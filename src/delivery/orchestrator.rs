//! Dispatch orchestration: fans out validated (recipient, channel) pairs,
//! drives the per-pair attempt/retry loop against the injected channel
//! sender, and shapes load through batches.
//!
//! Concurrency model: pairs within a batch run in parallel up to a bounded
//! window; attempts within one pair are strictly sequential; batches are
//! sequential with an inter-batch delay. The channel sender call is the only
//! I/O boundary and is wrapped in a per-attempt timeout.

use std::sync::atomic::{AtomicBool, Ordering};
use std::sync::Arc;
use std::time::Duration;

use chrono::Utc;
use futures::stream::{FuturesUnordered, StreamExt};
use tokio::time::timeout;
use uuid::Uuid;

use crate::audit::{AuditEvent, AuditSink};
use crate::channel::{Channel, ChannelSender, SendOutcome, SendStatus};
use crate::metrics::DeliveryMetrics;
use crate::notification::{BatchOptions, RetryPolicy};
use crate::recipient::Recipient;
use crate::template::RenderedMessage;

use super::backoff::retry_delay;
use super::{DeliveryAttempt, DeliveryRecord, DeliveryStatus};

/// Engine-level dispatch tunables, sourced from [`crate::config::Settings`].
#[derive(Debug, Clone)]
pub struct DispatchLimits {
    /// Maximum pairs in flight at once within a batch
    pub max_concurrent_sends: usize,
    /// Overall per-attempt timeout; exceeding it counts as a transient failure
    pub delivery_timeout: Duration,
    /// Ceiling applied to computed retry delays
    pub max_retry_delay_ms: u64,
    /// Hard cap on attempts per pair regardless of the run's retry policy
    pub max_attempts_cap: u32,
}

impl Default for DispatchLimits {
    fn default() -> Self {
        Self {
            max_concurrent_sends: 64,
            delivery_timeout: Duration::from_secs(30),
            max_retry_delay_ms: 300_000,
            max_attempts_cap: 10,
        }
    }
}

/// Run-level cancellation signal.
///
/// Cancelling stops the scheduling of new attempts and batches immediately;
/// in-flight attempts complete and their outcome is still recorded, while
/// unstarted pairs are finalized `Cancelled`.
#[derive(Debug, Clone, Default)]
pub struct CancelToken {
    cancelled: Arc<AtomicBool>,
}

impl CancelToken {
    pub fn new() -> Self {
        Self::default()
    }

    pub fn cancel(&self) {
        self.cancelled.store(true, Ordering::Release);
    }

    pub fn is_cancelled(&self) -> bool {
        self.cancelled.load(Ordering::Acquire)
    }
}

/// One recipient with the channels they passed validation for.
#[derive(Debug, Clone)]
pub struct RecipientPlan {
    pub recipient: Recipient,
    pub channels: Vec<Channel>,
}

/// Drives the attempt/retry state machine for every validated pair.
pub struct Orchestrator {
    sender: Arc<dyn ChannelSender>,
    audit: Arc<dyn AuditSink>,
    limits: DispatchLimits,
}

impl Orchestrator {
    pub fn new(
        sender: Arc<dyn ChannelSender>,
        audit: Arc<dyn AuditSink>,
        limits: DispatchLimits,
    ) -> Self {
        Self {
            sender,
            audit,
            limits,
        }
    }

    /// Dispatch all plans, honoring batching and cancellation, and return one
    /// closed record per pair.
    #[tracing::instrument(
        name = "orchestrator.dispatch",
        skip(self, plans, message, policy, batching, cancel),
        fields(run_id = %run_id, recipients = plans.len())
    )]
    pub async fn dispatch(
        &self,
        run_id: Uuid,
        plans: Vec<RecipientPlan>,
        message: &RenderedMessage,
        policy: &RetryPolicy,
        batching: Option<&BatchOptions>,
        cancel: &CancelToken,
    ) -> Vec<DeliveryRecord> {
        let batch_size = batching
            .map(|b| b.batch_size.max(1))
            .unwrap_or(plans.len().max(1));
        let interval = batching
            .map(|b| Duration::from_millis(b.batch_interval_ms))
            .unwrap_or(Duration::ZERO);

        let batches: Vec<Vec<RecipientPlan>> = plans
            .chunks(batch_size)
            .map(|chunk| chunk.to_vec())
            .collect();
        let total_batches = batches.len();

        let mut records = Vec::new();
        let mut started_batches = 0usize;

        for (index, batch) in batches.into_iter().enumerate() {
            if cancel.is_cancelled() {
                records.extend(self.cancel_batch(run_id, batch).await);
                continue;
            }

            if started_batches > 0 && !interval.is_zero() {
                tokio::time::sleep(interval).await;
                if cancel.is_cancelled() {
                    records.extend(self.cancel_batch(run_id, batch).await);
                    continue;
                }
            }

            tracing::debug!(
                run_id = %run_id,
                batch = index + 1,
                total_batches,
                recipients = batch.len(),
                "Starting dispatch batch"
            );

            let batch_records = self.run_batch(run_id, batch, message, policy, cancel).await;
            records.extend(batch_records);
            started_batches += 1;
        }

        tracing::info!(
            run_id = %run_id,
            records = records.len(),
            batches = started_batches,
            cancelled = cancel.is_cancelled(),
            "Dispatch completed"
        );

        records
    }

    /// Run one batch to completion with bounded parallelism.
    async fn run_batch(
        &self,
        run_id: Uuid,
        plans: Vec<RecipientPlan>,
        message: &RenderedMessage,
        policy: &RetryPolicy,
        cancel: &CancelToken,
    ) -> Vec<DeliveryRecord> {
        let mut futures = FuturesUnordered::new();
        let mut records = Vec::new();
        let mut pending = 0usize;

        for plan in &plans {
            for &channel in &plan.channels {
                if cancel.is_cancelled() {
                    records
                        .push(self.cancel_pair(run_id, plan.recipient.id.clone(), channel).await);
                    continue;
                }

                futures.push(self.dispatch_pair(
                    run_id,
                    plan.recipient.clone(),
                    channel,
                    message,
                    policy,
                    cancel.clone(),
                ));
                pending += 1;

                // Keep at most max_concurrent_sends pairs in flight
                while pending >= self.limits.max_concurrent_sends {
                    if let Some(record) = futures.next().await {
                        pending -= 1;
                        records.push(record);
                    } else {
                        break;
                    }
                }
            }
        }

        while let Some(record) = futures.next().await {
            records.push(record);
        }

        records
    }

    /// Sequential attempt loop for one pair.
    async fn dispatch_pair(
        &self,
        run_id: Uuid,
        recipient: Recipient,
        channel: Channel,
        message: &RenderedMessage,
        policy: &RetryPolicy,
        cancel: CancelToken,
    ) -> DeliveryRecord {
        let mut record = DeliveryRecord::new(recipient.id.clone(), channel);
        record.begin_sending();

        let max_attempts = policy.max_attempts.min(self.limits.max_attempts_cap).max(1);
        let mut attempt_number = 1u32;

        loop {
            let outcome = self.attempt_send(&recipient, channel, message).await;

            let attempt_status = match outcome.status {
                SendStatus::Success => DeliveryStatus::Delivered,
                SendStatus::TransientFailure => DeliveryStatus::Failed,
                SendStatus::PermanentFailure => classify_permanent(outcome.error_code.as_deref()),
            };

            record.push_attempt(DeliveryAttempt {
                attempt_number,
                attempted_at: Utc::now(),
                status: attempt_status,
                error_code: outcome.error_code.clone(),
                error_message: outcome.error_message.clone(),
                response_time_ms: outcome.latency_ms,
                provider_ref: outcome.provider_ref.clone(),
                cost: outcome.cost,
            });

            DeliveryMetrics::record_attempt(channel, outcome.status);
            self.audit
                .record(AuditEvent::AttemptMade {
                    run_id,
                    recipient_id: recipient.id.clone(),
                    channel,
                    attempt_number,
                    status: attempt_status,
                    error_code: outcome.error_code.clone(),
                    at: Utc::now(),
                })
                .await;

            tracing::debug!(
                run_id = %run_id,
                recipient_id = %recipient.id,
                channel = %channel,
                attempt = attempt_number,
                status = %attempt_status,
                latency_ms = outcome.latency_ms,
                "Delivery attempt completed"
            );

            match outcome.status {
                SendStatus::Success => {
                    DeliveryMetrics::observe_delivery_latency(outcome.latency_ms);
                    record.finalize(DeliveryStatus::Delivered, Utc::now());
                    break;
                }
                SendStatus::PermanentFailure => {
                    record.finalize(attempt_status, Utc::now());
                    break;
                }
                SendStatus::TransientFailure => {
                    if attempt_number >= max_attempts || !policy.allows_retry_on(channel) {
                        tracing::warn!(
                            run_id = %run_id,
                            recipient_id = %recipient.id,
                            channel = %channel,
                            attempts = attempt_number,
                            error_code = outcome.error_code.as_deref().unwrap_or(""),
                            "Retries exhausted, pair failed"
                        );
                        record.finalize(DeliveryStatus::Failed, Utc::now());
                        break;
                    }

                    let delay = retry_delay(policy, attempt_number, self.limits.max_retry_delay_ms);
                    DeliveryMetrics::record_retry();
                    tokio::time::sleep(delay).await;

                    if cancel.is_cancelled() {
                        record.finalize(DeliveryStatus::Cancelled, Utc::now());
                        break;
                    }

                    attempt_number += 1;
                }
            }
        }

        self.finalize_audit(run_id, &record).await;
        record
    }

    /// One send through the injected sender, bounded by the attempt timeout.
    async fn attempt_send(
        &self,
        recipient: &Recipient,
        channel: Channel,
        message: &RenderedMessage,
    ) -> SendOutcome {
        match timeout(
            self.limits.delivery_timeout,
            self.sender.send(recipient, channel, message),
        )
        .await
        {
            Ok(outcome) => outcome,
            Err(_) => SendOutcome::transient(
                self.limits.delivery_timeout.as_millis() as u64,
                "timeout",
                "delivery attempt exceeded the configured timeout",
            ),
        }
    }

    async fn cancel_batch(&self, run_id: Uuid, plans: Vec<RecipientPlan>) -> Vec<DeliveryRecord> {
        let mut records = Vec::new();
        for plan in plans {
            for channel in plan.channels {
                records
                    .push(self.cancel_pair(run_id, plan.recipient.id.clone(), channel).await);
            }
        }
        records
    }

    async fn cancel_pair(
        &self,
        run_id: Uuid,
        recipient_id: String,
        channel: Channel,
    ) -> DeliveryRecord {
        let record = DeliveryRecord::cancelled(recipient_id, channel, Utc::now());
        self.finalize_audit(run_id, &record).await;
        record
    }

    async fn finalize_audit(&self, run_id: Uuid, record: &DeliveryRecord) {
        DeliveryMetrics::record_finalized(record.status);
        self.audit
            .record(AuditEvent::PairFinalized {
                run_id,
                recipient_id: record.recipient_id.clone(),
                channel: record.channel,
                status: record.status,
                attempts: record.attempts.len(),
                elapsed_ms: record.elapsed_ms,
                at: Utc::now(),
            })
            .await;
    }
}

/// Map a permanent failure's error code to its terminal state.
fn classify_permanent(code: Option<&str>) -> DeliveryStatus {
    match code {
        Some("hard_bounce") => DeliveryStatus::Bounced,
        Some("blocked") | Some("suppressed") => DeliveryStatus::Blocked,
        Some("spam") | Some("spam_report") => DeliveryStatus::Spam,
        _ => DeliveryStatus::Failed,
    }
}
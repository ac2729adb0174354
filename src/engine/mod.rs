//! The engine facade: one entry point per notification run.
//!
//! `process` validates the configuration once at the boundary, renders the
//! template, fans out dispatch through the orchestrator, evaluates escalation
//! rules and aggregates analytics, returning everything as one result value.

use std::collections::HashMap;
use std::sync::Arc;

use chrono::Utc;
use serde_json::Value;
use uuid::Uuid;

use crate::analytics;
use crate::audit::{AuditEvent, AuditSink, NoopAuditSink};
use crate::channel::{Channel, ChannelSender};
use crate::config::Settings;
use crate::delivery::{CancelToken, DispatchLimits, Orchestrator, RecipientPlan};
use crate::error::{EngineError, Result};
use crate::escalation;
use crate::metrics::DeliveryMetrics;
use crate::notification::{NotificationConfiguration, NotificationResult, RunError};
use crate::recipient;
use crate::template;

/// Multi-channel notification delivery and escalation engine.
///
/// Stateless between runs: every run is a pure function of the supplied
/// configuration, the runtime variables and the injected channel sender.
pub struct Engine {
    sender: Arc<dyn ChannelSender>,
    audit: Arc<dyn AuditSink>,
    limits: DispatchLimits,
}

impl Engine {
    /// Create an engine without audit wiring.
    pub fn new(sender: Arc<dyn ChannelSender>) -> Self {
        Self {
            sender,
            audit: Arc::new(NoopAuditSink),
            limits: DispatchLimits::default(),
        }
    }

    /// Create an engine that reports audit events to the given sink.
    pub fn with_audit(sender: Arc<dyn ChannelSender>, audit: Arc<dyn AuditSink>) -> Self {
        Self {
            sender,
            audit,
            limits: DispatchLimits::default(),
        }
    }

    /// Create an engine with full wiring from loaded settings.
    pub fn with_settings(
        sender: Arc<dyn ChannelSender>,
        audit: Arc<dyn AuditSink>,
        settings: &Settings,
    ) -> Self {
        Self {
            sender,
            audit,
            limits: settings.engine.dispatch_limits(),
        }
    }

    /// Create an engine with explicit dispatch limits.
    pub fn with_limits(
        sender: Arc<dyn ChannelSender>,
        audit: Arc<dyn AuditSink>,
        limits: DispatchLimits,
    ) -> Self {
        Self {
            sender,
            audit,
            limits,
        }
    }

    /// Process one notification run to completion.
    pub async fn process(
        &self,
        config: NotificationConfiguration,
        variables: HashMap<String, Value>,
    ) -> Result<NotificationResult> {
        self.process_with_cancel(config, variables, &CancelToken::new())
            .await
    }

    /// Process one notification run, observing an external cancellation
    /// signal. Cancelling stops new attempts and batches immediately;
    /// in-flight attempts complete and unstarted pairs finalize `CANCELLED`.
    #[tracing::instrument(
        name = "engine.process",
        skip(self, config, variables),
        fields(
            config_id = %config.id,
            channels = config.channels.len(),
            recipients = config.recipients.len(),
            priority = ?config.priority
        )
    )]
    pub async fn process_with_cancel(
        &self,
        config: NotificationConfiguration,
        variables: HashMap<String, Value>,
        cancel: &CancelToken,
    ) -> Result<NotificationResult> {
        validate_config(&config)?;
        config.template.validate()?;

        DeliveryMetrics::record_run();
        let run_id = Uuid::new_v4();
        let started_at = Utc::now();

        // Template syntax errors abort here, before any dispatch attempt.
        let rendered = template::resolve(&config.template, &variables)?;
        self.audit
            .record(AuditEvent::TemplateResolved {
                run_id,
                template_id: config.template.id.clone(),
                resolved_count: rendered.resolved_count,
                missing_variables: rendered.missing_variables.clone(),
                at: Utc::now(),
            })
            .await;

        tracing::info!(
            run_id = %run_id,
            template_id = %config.template.id,
            resolved = rendered.resolved_count,
            missing = rendered.missing_variables.len(),
            "Template resolved"
        );

        let channels = dedup_channels(&config.channels);
        let mut errors = Vec::new();
        let plans = self
            .validate_recipients(run_id, &config, &channels, &mut errors)
            .await;

        let records = Orchestrator::new(self.sender.clone(), self.audit.clone(), self.limits.clone())
            .dispatch(
                run_id,
                plans,
                &rendered,
                &config.retry_policy,
                config.batching.as_ref(),
                cancel,
            )
            .await;

        let finished_at = Utc::now();

        let escalation_decisions = escalation::evaluate(
            &config.escalation_rules,
            &records,
            config.priority,
            started_at,
            finished_at,
        );
        for decision in &escalation_decisions {
            DeliveryMetrics::record_escalation(decision.trigger.as_str());
            self.audit
                .record(AuditEvent::EscalationFired {
                    run_id,
                    trigger: decision.trigger.as_str().to_string(),
                    reason: decision.reason.clone(),
                    targets: decision.targets.clone(),
                    at: Utc::now(),
                })
                .await;
            tracing::warn!(
                run_id = %run_id,
                trigger = decision.trigger.as_str(),
                reason = %decision.reason,
                "Escalation fired"
            );
        }

        let snapshot = analytics::aggregate(&records, started_at, finished_at);
        self.audit
            .record(AuditEvent::AnalyticsComputed {
                run_id,
                sent: snapshot.sent,
                delivered: snapshot.delivered,
                failed: snapshot.failed,
                at: Utc::now(),
            })
            .await;

        let success = records.iter().any(|r| r.status.is_delivered_class());
        self.audit
            .record(AuditEvent::RunCompleted {
                run_id,
                success,
                records: records.len(),
                at: Utc::now(),
            })
            .await;

        tracing::info!(
            run_id = %run_id,
            success,
            records = records.len(),
            delivered = snapshot.delivered,
            escalations = escalation_decisions.len(),
            "Run completed"
        );

        Ok(NotificationResult {
            run_id,
            success,
            delivery_records: records,
            escalation_decisions,
            analytics: Some(snapshot),
            missing_variables: rendered.missing_variables,
            errors,
            started_at,
            finished_at,
        })
    }

    /// Build per-recipient dispatch plans, excluding invalid pairs and
    /// recipients with no usable channel at all.
    async fn validate_recipients(
        &self,
        run_id: Uuid,
        config: &NotificationConfiguration,
        channels: &[Channel],
        errors: &mut Vec<RunError>,
    ) -> Vec<RecipientPlan> {
        let mut plans = Vec::with_capacity(config.recipients.len());

        for recipient in &config.recipients {
            let mut valid_channels = Vec::new();

            for &channel in channels {
                let outcome = recipient::validate(recipient, channel, &config.compliance);

                if outcome.is_valid {
                    if outcome.consent_flagged {
                        errors.push(RunError::for_pair(
                            "consent_flagged",
                            outcome
                                .reason
                                .clone()
                                .unwrap_or_else(|| "consent missing".to_string()),
                            recipient.id.clone(),
                            channel,
                        ));
                    }
                    valid_channels.push(channel);
                } else {
                    let reason = outcome
                        .reason
                        .unwrap_or_else(|| "validation failed".to_string());
                    DeliveryMetrics::record_validation_rejected();
                    self.audit
                        .record(AuditEvent::ValidationRejected {
                            run_id,
                            recipient_id: recipient.id.clone(),
                            channel,
                            reason: reason.clone(),
                            at: Utc::now(),
                        })
                        .await;
                    errors.push(RunError::for_pair(
                        "validation_failed",
                        reason,
                        recipient.id.clone(),
                        channel,
                    ));
                }
            }

            if valid_channels.is_empty() {
                tracing::warn!(
                    run_id = %run_id,
                    recipient_id = %recipient.id,
                    "Recipient excluded: no usable contact method for any configured channel"
                );
                errors.push(RunError::for_recipient(
                    "no_usable_channel",
                    "no contact method usable by any configured channel",
                    recipient.id.clone(),
                ));
                continue;
            }

            plans.push(RecipientPlan {
                recipient: recipient.clone(),
                channels: valid_channels,
            });
        }

        plans
    }
}

/// Entry-boundary configuration checks. Failures here are non-retryable and
/// abort the run before any dispatch attempt.
fn validate_config(config: &NotificationConfiguration) -> Result<()> {
    if config.channels.is_empty() {
        return Err(EngineError::Config(
            "configuration declares no channels".to_string(),
        ));
    }
    if config.recipients.is_empty() {
        return Err(EngineError::Config(
            "configuration declares no recipients".to_string(),
        ));
    }
    if config.retry_policy.max_attempts == 0 {
        return Err(EngineError::Config(
            "retry policy must allow at least one attempt".to_string(),
        ));
    }
    if let Some(batching) = &config.batching {
        if batching.batch_size == 0 {
            return Err(EngineError::Config(
                "batch size must be at least 1".to_string(),
            ));
        }
    }
    Ok(())
}

fn dedup_channels(channels: &[Channel]) -> Vec<Channel> {
    let mut seen = Vec::with_capacity(channels.len());
    for &channel in channels {
        if !seen.contains(&channel) {
            seen.push(channel);
        }
    }
    seen
}
//! OpenTelemetry telemetry module for distributed tracing.
//!
//! This module provides:
//! - OTLP exporter configuration for sending traces to collectors like Jaeger, Zipkin, or Tempo
//! - Integration with the `tracing` crate for seamless span creation
//! - Configurable sampling for production environments
//!
//! # Environment Variables
//!
//! | Variable | Description | Default |
//! |----------|-------------|---------|
//! | `OTEL_ENABLED` | Enable OpenTelemetry tracing | `false` |
//! | `OTEL_ENDPOINT` | OTLP gRPC endpoint | `http://localhost:4317` |
//! | `OTEL_SERVICE_NAME` | Service name in traces | `courier-engine` |
//! | `OTEL_SAMPLING_RATIO` | Trace sampling ratio (0.0-1.0) | `1.0` |

use opentelemetry::trace::TracerProvider;
use opentelemetry_otlp::WithExportConfig;
use opentelemetry_sdk::{
    runtime,
    trace::{RandomIdGenerator, Sampler, TracerProvider as SdkTracerProvider},
    Resource,
};
use tracing_subscriber::{layer::SubscriberExt, util::SubscriberInitExt, EnvFilter};

use crate::config::OtelConfig;

/// Result type for telemetry operations
pub type TelemetryResult<T> = Result<T, TelemetryError>;

/// Telemetry-specific error type
#[derive(Debug, thiserror::Error)]
pub enum TelemetryError {
    #[error("Failed to initialize OpenTelemetry tracer: {0}")]
    TracerInit(String),
    #[error("Failed to build OTLP exporter: {0}")]
    ExporterBuild(String),
}

/// Telemetry guard that ensures proper shutdown of OpenTelemetry on drop.
pub struct TelemetryGuard {
    _provider: Option<SdkTracerProvider>,
}

impl Drop for TelemetryGuard {
    fn drop(&mut self) {
        if self._provider.is_some() {
            // Shutdown is handled automatically by TracerProvider drop
            tracing::info!("Shutting down OpenTelemetry tracer provider");
        }
    }
}

/// Initialize the telemetry system with the given configuration.
///
/// Sets up the tracing subscriber with console output for local debugging
/// and, when enabled, an OpenTelemetry layer for distributed tracing.
///
/// Returns a `TelemetryGuard` that should be kept alive for the duration of
/// the host process.
pub fn init_telemetry(config: &OtelConfig) -> TelemetryResult<TelemetryGuard> {
    let env_filter = EnvFilter::try_from_default_env().unwrap_or_else(|_| EnvFilter::new("info"));

    if config.enabled {
        // Initialize OpenTelemetry with OTLP exporter
        let provider = init_otel_tracer(config)?;
        let tracer = provider.tracer("courier-engine");
        let otel_layer = tracing_opentelemetry::layer().with_tracer(tracer);

        tracing_subscriber::registry()
            .with(env_filter)
            .with(tracing_subscriber::fmt::layer())
            .with(otel_layer)
            .init();

        tracing::info!(
            endpoint = %config.endpoint,
            service_name = %config.service_name,
            sampling_ratio = %config.sampling_ratio,
            "OpenTelemetry tracing initialized"
        );

        Ok(TelemetryGuard {
            _provider: Some(provider),
        })
    } else {
        // Standard logging without OpenTelemetry
        tracing_subscriber::registry()
            .with(env_filter)
            .with(tracing_subscriber::fmt::layer())
            .init();

        tracing::info!("Tracing initialized (OpenTelemetry disabled)");

        Ok(TelemetryGuard { _provider: None })
    }
}

/// Initialize the OpenTelemetry tracer with OTLP exporter.
fn init_otel_tracer(config: &OtelConfig) -> TelemetryResult<SdkTracerProvider> {
    use opentelemetry::KeyValue;

    // Create OTLP exporter
    let exporter = opentelemetry_otlp::SpanExporter::builder()
        .with_tonic()
        .with_endpoint(&config.endpoint)
        .build()
        .map_err(|e| TelemetryError::ExporterBuild(e.to_string()))?;

    // Configure sampler based on sampling ratio
    let sampler = if config.sampling_ratio >= 1.0 {
        Sampler::AlwaysOn
    } else if config.sampling_ratio <= 0.0 {
        Sampler::AlwaysOff
    } else {
        Sampler::TraceIdRatioBased(config.sampling_ratio)
    };

    // Build the tracer provider
    let provider = SdkTracerProvider::builder()
        .with_batch_exporter(exporter, runtime::Tokio)
        .with_sampler(sampler)
        .with_id_generator(RandomIdGenerator::default())
        .with_resource(Resource::new(vec![
            KeyValue::new(
                opentelemetry_semantic_conventions::resource::SERVICE_NAME,
                config.service_name.clone(),
            ),
            KeyValue::new(
                opentelemetry_semantic_conventions::resource::SERVICE_VERSION,
                env!("CARGO_PKG_VERSION"),
            ),
        ]))
        .build();

    Ok(provider)
}

/// Utility module for creating common span attributes.
pub mod attributes {
    use opentelemetry::KeyValue;

    /// Create a KeyValue for the run ID.
    pub fn run_id(id: uuid::Uuid) -> KeyValue {
        KeyValue::new("run.id", id.to_string())
    }

    /// Create a KeyValue for the recipient ID.
    pub fn recipient_id(id: &str) -> KeyValue {
        KeyValue::new("recipient.id", id.to_string())
    }

    /// Create a KeyValue for the delivery channel.
    pub fn channel(channel: crate::channel::Channel) -> KeyValue {
        KeyValue::new("delivery.channel", channel.as_str())
    }

    /// Create a KeyValue for the attempt number.
    pub fn attempt_number(n: u32) -> KeyValue {
        KeyValue::new("delivery.attempt", n as i64)
    }

    /// Create a KeyValue for the terminal delivery status.
    pub fn delivery_status(status: crate::delivery::DeliveryStatus) -> KeyValue {
        KeyValue::new("delivery.status", status.as_str())
    }

    /// Create a KeyValue for the escalation trigger.
    pub fn escalation_trigger(trigger: &str) -> KeyValue {
        KeyValue::new("escalation.trigger", trigger.to_string())
    }

    /// Create a KeyValue for the template ID.
    pub fn template_id(id: &str) -> KeyValue {
        KeyValue::new("template.id", id.to_string())
    }
}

*What this task involves*: Search the records above for the string "reason" and copy each line that holds it.

*Task result*:
                    reason: decision.reason.clone(),
                reason = %decision.reason,
                                .reason
                    let reason = outcome
                        .reason
                            reason: reason.clone(),
                        reason,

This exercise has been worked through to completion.